Last month, LGBTQ collective Gaysi made news by publishing India’s first graphic anthology documenting queer stories, starting some important conversations about sexuality through popular culture.

At over 100 odd pages, this graphic anthology is both rich and diverse. With a plethora of artists and writers from across the art/advertising/design spectrum contributing their stories and artwork, the anthology attempts to bring to the fore experiences and voices that have been previously ignored or suppressed in India’s mainstream visual culture.
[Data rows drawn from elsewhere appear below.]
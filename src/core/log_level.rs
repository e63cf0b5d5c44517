//! Log level definitions
//!
//! Levels are ordered by severity: `Panic` is the most severe and has the
//! lowest ordinal, `Trace` the least severe. A record is emitted when
//! `record_level <= threshold`.

use super::error::LoggerError;
use serde::{Deserialize, Serialize};
use std::fmt;
use std::str::FromStr;

#[derive(
    Debug, Clone, Copy, Default, PartialEq, Eq, PartialOrd, Ord, Hash, Serialize, Deserialize,
)]
#[serde(try_from = "String", into = "String")]
#[repr(u8)]
pub enum LogLevel {
    Panic = 0,
    Fatal = 1,
    Error = 2,
    Warn = 3,
    #[default]
    Info = 4,
    Debug = 5,
    Trace = 6,
}

impl LogLevel {
    /// All levels, most severe first
    pub const ALL: [LogLevel; 7] = [
        LogLevel::Panic,
        LogLevel::Fatal,
        LogLevel::Error,
        LogLevel::Warn,
        LogLevel::Info,
        LogLevel::Debug,
        LogLevel::Trace,
    ];

    /// Canonical lowercase name
    pub fn as_str(&self) -> &'static str {
        match self {
            LogLevel::Panic => "panic",
            LogLevel::Fatal => "fatal",
            LogLevel::Error => "error",
            LogLevel::Warn => "warning",
            LogLevel::Info => "info",
            LogLevel::Debug => "debug",
            LogLevel::Trace => "trace",
        }
    }

    /// Uppercase name, as shown by the colored text layout with truncation disabled
    pub fn upper(&self) -> &'static str {
        match self {
            LogLevel::Panic => "PANIC",
            LogLevel::Fatal => "FATAL",
            LogLevel::Error => "ERROR",
            LogLevel::Warn => "WARNING",
            LogLevel::Info => "INFO",
            LogLevel::Debug => "DEBUG",
            LogLevel::Trace => "TRACE",
        }
    }

    /// Fixed-width four letter tag
    pub fn abbreviation(&self) -> &'static str {
        match self {
            LogLevel::Panic => "PANI",
            LogLevel::Fatal => "FATA",
            LogLevel::Error => "ERRO",
            LogLevel::Warn => "WARN",
            LogLevel::Info => "INFO",
            LogLevel::Debug => "DEBU",
            LogLevel::Trace => "TRAC",
        }
    }

    /// Length of the longest uppercase name, used to pad level tags
    pub fn max_name_len() -> usize {
        Self::ALL.iter().map(|level| level.upper().len()).max().unwrap_or(0)
    }

    /// Whether a record at `self` passes a logger whose threshold is `threshold`
    #[inline]
    pub fn is_enabled_at(self, threshold: LogLevel) -> bool {
        self <= threshold
    }

    pub fn color_code(&self) -> colored::Color {
        use colored::Color::*;
        match self {
            LogLevel::Trace | LogLevel::Debug => White,
            LogLevel::Info => Cyan,
            LogLevel::Warn => Yellow,
            LogLevel::Error | LogLevel::Fatal | LogLevel::Panic => Red,
        }
    }
}

impl fmt::Display for LogLevel {
    fn fmt(&self, f: &mut fmt::Formatter<'_>) -> fmt::Result {
        f.write_str(self.as_str())
    }
}

impl FromStr for LogLevel {
    type Err = LoggerError;

    fn from_str(s: &str) -> Result<Self, Self::Err> {
        match s.to_lowercase().as_str() {
            "panic" => Ok(LogLevel::Panic),
            "fatal" => Ok(LogLevel::Fatal),
            "error" => Ok(LogLevel::Error),
            "warn" | "warning" => Ok(LogLevel::Warn),
            "info" => Ok(LogLevel::Info),
            "debug" => Ok(LogLevel::Debug),
            "trace" => Ok(LogLevel::Trace),
            _ => Err(LoggerError::invalid_level(s)),
        }
    }
}

impl TryFrom<u8> for LogLevel {
    type Error = LoggerError;

    fn try_from(ordinal: u8) -> Result<Self, LoggerError> {
        LogLevel::ALL
            .get(usize::from(ordinal))
            .copied()
            .ok_or_else(|| LoggerError::invalid_level(ordinal.to_string()))
    }
}

impl TryFrom<String> for LogLevel {
    type Error = LoggerError;

    fn try_from(name: String) -> Result<Self, LoggerError> {
        name.parse()
    }
}

impl From<LogLevel> for String {
    fn from(level: LogLevel) -> Self {
        level.as_str().to_string()
    }
}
The stories both serve to form an overarching narrative of transcending traditional societal confines of gender and sexuality, as well as in documenting individual queer experiences—each more diverse than the next.
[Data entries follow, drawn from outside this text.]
//! Call-site capture for caller reporting
//!
//! Every public logging entry point is `#[track_caller]`, and the
//! [`Location`] is resolved once at that boundary and handed down as a
//! plain argument. Internal helpers never look at the stack themselves, so
//! adding a chaining layer cannot shift the reported frame.
//!
//! The macros know the calling function at compile time. Plain method calls
//! only have a `Location`, so the function is looked up in the stack by file
//! and line once per call site and cached.

use parking_lot::Mutex;
use serde::{Deserialize, Serialize};
use std::collections::HashMap;
use std::panic::Location;
use std::path::Path;
use std::sync::Arc;

/// A resolved call site
#[derive(Debug, Clone, PartialEq, Eq, Serialize, Deserialize)]
pub struct Frame {
    /// Fully qualified function path, empty when unknown
    pub function: String,
    pub file: String,
    pub line: u32,
}

impl Frame {
    /// Build a frame from a captured location and an optional function path
    pub fn from_location(location: &Location<'_>, function: Option<&str>) -> Self {
        Self {
            function: function.unwrap_or_default().to_string(),
            file: location.file().to_string(),
            line: location.line(),
        }
    }

    /// `file:line`
    pub fn file_line(&self) -> String {
        format!("{}:{}", self.file, self.line)
    }

    /// Last path segment of the function, e.g. `handler` for `app::api::handler`
    pub fn short_function(&self) -> &str {
        self.function
            .rsplit("::")
            .next()
            .unwrap_or(self.function.as_str())
    }

    /// File name without its directories
    pub fn file_name(&self) -> &str {
        self.file
            .rsplit(['/', '\\'])
            .next()
            .unwrap_or(self.file.as_str())
    }
}

/// Maps a frame to the `(function, file)` pair a formatter displays
///
/// The returned strings are used verbatim: no line number is appended.
pub type CallerPrettifier = Arc<dyn Fn(&Frame) -> (String, String) + Send + Sync>;

/// Strip the helper item and closure segments from a `type_name` path
#[doc(hidden)]
pub fn trim_function_name(name: &str) -> &str {
    let mut name = name.strip_suffix("::__logger_callsite").unwrap_or(name);
    while let Some(outer) = name.strip_suffix("::{{closure}}") {
        name = outer;
    }
    name
}

/// Drop the `::h<16 hex>` disambiguator of a legacy-mangled symbol
fn strip_symbol_hash(name: &str) -> &str {
    match name.rsplit_once("::h") {
        Some((path, hash))
            if hash.len() == 16 && hash.chars().all(|ch| ch.is_ascii_hexdigit()) =>
        {
            path
        }
        _ => name,
    }
}

/// Function path of the innermost stack frame at `location`
///
/// Symbols are matched on file and line. When no symbol carries the exact
/// line (a call spread over several lines) the first frame in the same file
/// at or below that line is used. Without debug info nothing matches and
/// `None` is returned.
pub(crate) fn resolve_function(location: &Location<'_>) -> Option<String> {
    let file = Path::new(location.file());
    let mut exact = None;
    let mut nearby = None;

    backtrace::trace(|frame| {
        backtrace::resolve_frame(frame, |symbol| {
            if exact.is_some() {
                return;
            }
            let in_file = symbol
                .filename()
                .is_some_and(|path| path.ends_with(file));
            let (Some(lineno), Some(name), true) = (symbol.lineno(), symbol.name(), in_file) else {
                return;
            };
            let name = format!("{:#}", name);
            let name = trim_function_name(strip_symbol_hash(&name)).to_string();
            if lineno == location.line() {
                exact = Some(name);
            } else if nearby.is_none() && lineno > location.line() {
                nearby = Some(name);
            }
        });
        exact.is_none()
    });

    exact.or(nearby)
}

/// Call-site to function cache for [`resolve_function`]
#[derive(Debug, Default)]
pub(crate) struct FunctionCache {
    entries: Mutex<HashMap<(&'static str, u32, u32), Option<Arc<str>>>>,
}

impl FunctionCache {
    pub(crate) fn new() -> Self {
        Self::default()
    }

    /// Resolve the function at `location`, walking the stack on first use only
    pub(crate) fn function_at(&self, location: &'static Location<'static>) -> Option<Arc<str>> {
        let key = (location.file(), location.line(), location.column());
        if let Some(cached) = self.entries.lock().get(&key) {
            return cached.clone();
        }

        // resolved without the lock held; a racing thread computes the same value
        let resolved: Option<Arc<str>> = resolve_function(location).map(Arc::from);
        self.entries.lock().insert(key, resolved.clone());
        resolved
    }
}

#[cfg(test)]
mod tests {
    use super::*;

    #[test]
    fn test_location_through_track_caller_helper() {
        #[track_caller]
        fn helper() -> Frame {
            Frame::from_location(Location::caller(), Some("outer::helper"))
        }

        let frame = helper();
        let expected_line = line!() - 1;
        assert_eq!(frame.file, file!());
        assert_eq!(frame.line, expected_line);
        assert_eq!(frame.function, "outer::helper");
    }

    #[test]
    fn test_resolve_function_from_location() {
        #[track_caller]
        fn resolve_here() -> Option<String> {
            resolve_function(Location::caller())
        }

        let function = resolve_here().expect("tests carry debug info");
        assert!(
            function.ends_with("caller::tests::test_resolve_function_from_location"),
            "{}",
            function
        );
    }

    #[test]
    fn test_function_cache_reuses_result() {
        #[track_caller]
        fn lookup(cache: &FunctionCache) -> Option<Arc<str>> {
            cache.function_at(Location::caller())
        }

        let cache = FunctionCache::new();
        let mut results = Vec::new();
        for _ in 0..2 {
            results.push(lookup(&cache));
        }
        assert_eq!(cache.entries.lock().len(), 1);
        assert_eq!(results[0], results[1]);
        assert!(results[0]
            .as_deref()
            .is_some_and(|name| name.ends_with("test_function_cache_reuses_result")));
    }

    #[test]
    fn test_strip_symbol_hash() {
        assert_eq!(strip_symbol_hash("app::run::h0123456789abcdef"), "app::run");
        assert_eq!(strip_symbol_hash("app::run"), "app::run");
        assert_eq!(strip_symbol_hash("app::hash_map"), "app::hash_map");
    }

    #[test]
    fn test_display_helpers() {
        let frame = Frame {
            function: "app::api::handler".to_string(),
            file: "src/api/handler.rs".to_string(),
            line: 42,
        };
        assert_eq!(frame.file_line(), "src/api/handler.rs:42");
        assert_eq!(frame.short_function(), "handler");
        assert_eq!(frame.file_name(), "handler.rs");
    }

    #[test]
    fn test_trim_function_name() {
        assert_eq!(
            trim_function_name("app::run::__logger_callsite"),
            "app::run"
        );
        assert_eq!(
            trim_function_name("app::run::{{closure}}::{{closure}}::__logger_callsite"),
            "app::run"
        );
    }

    #[test]
    fn test_function_name_macro() {
        let name = crate::function_name!();
        assert!(name.ends_with("caller::tests::test_function_name_macro"), "{}", name);
    }
}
As soon as you browse through its pages, you realize that the anthology has been drawn and written by people who not only want to start a conversation about LGBTQ rights and issues, but show a largely homophobic nation that yes, queer people are human too, and have real feelings, emotions and struggles.


Visually, it is absolutely breathtaking. There is an intermingling of styles, forms, and colours, which serve to highlight the multiplicity and vibrance of the diverse sexualities and kinds of love depicted. The mediums of art vary—there is a mix of images in colour, pencils and in ink. But what renders them even more poignant are the narratives they create.
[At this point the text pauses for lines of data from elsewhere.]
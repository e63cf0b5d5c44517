//! Serializable logger configuration

use super::formatter::Formatter;
use super::json_formatter::JsonFormatter;
use super::log_level::LogLevel;
use super::text_formatter::TextFormatter;
use serde::{Deserialize, Serialize};

/// Which formatter to install, with its options
///
/// Tagged by `type`:
///
/// ```
/// use rust_structured_log::core::OutputFormat;
///
/// let format: OutputFormat =
///     serde_json::from_str(r#"{"type":"json","pretty_print":true}"#).unwrap();
/// assert!(matches!(format, OutputFormat::Json(ref json) if json.pretty_print));
/// ```
#[derive(Debug, Clone, Serialize, Deserialize)]
#[serde(tag = "type", rename_all = "lowercase")]
pub enum OutputFormat {
    Text(TextFormatter),
    Json(JsonFormatter),
}

impl Default for OutputFormat {
    fn default() -> Self {
        OutputFormat::Text(TextFormatter::default())
    }
}

impl OutputFormat {
    pub fn into_formatter(self) -> Box<dyn Formatter> {
        match self {
            OutputFormat::Text(text) => Box::new(text),
            OutputFormat::Json(json) => Box::new(json),
        }
    }
}

/// Settings applied by [`LoggerBuilder::config`](super::LoggerBuilder::config)
///
/// Every key is optional; missing keys keep their defaults.
#[derive(Debug, Clone, Default, Serialize, Deserialize)]
#[serde(default)]
pub struct LoggerConfig {
    pub level: LogLevel,
    pub report_caller: bool,
    pub format: OutputFormat,
}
The anthology is at its finest when it is telling simple, human stories. “Laxmi”, the story of a transgender who works as a phone operator and her brushes with discrimination; “Let’s Dance” is an insightful look into consent and the politics of coming out in queer relationships;“Who Are The Heroes” upturns traditional heteronormative understandings of superheroes and imagines a lesbian superhero couple beating up metaphorical patriarchal baddies and “Café Mondekar” questions the thin line that exists between ‘straight’ and ‘gay’, and how sexualities are ultimately fluid and endless .

Apart from these, the art pieces from Carol Rosetti, Amirkhan Pathan (Women Lust) and Prabha Mallya (Love In The Time of Mechanical Reproduction) stand out as near masterpieces – ones that wouldn’t be out of place in an art gallery. Maitri Dore’s “A Timeline of Events in LGBT History” is a searing graphic recreation of the historical events that led to the suppression of alternate sexualities and the development of the LGBTQ rights movement.

As a queer individual living in India, so many of these stories felt like visual reflections of my own experiences—articulating with brutal clarity the struggles with personal identity and societal perception that I myself have experienced. My only complaint with it is the that I wanted more narrative strength. At times, the beauty of the visuals eclipses the narration or the characters. However powerful the visual illustrations are, they sometimes distract you from the actual stories.

But all said and done, the messages within its pages are universal—about breaking binaries, questioning stereotypes and moving towards acceptance and equality—something that people of all sexual orientations and gender identities can identify with.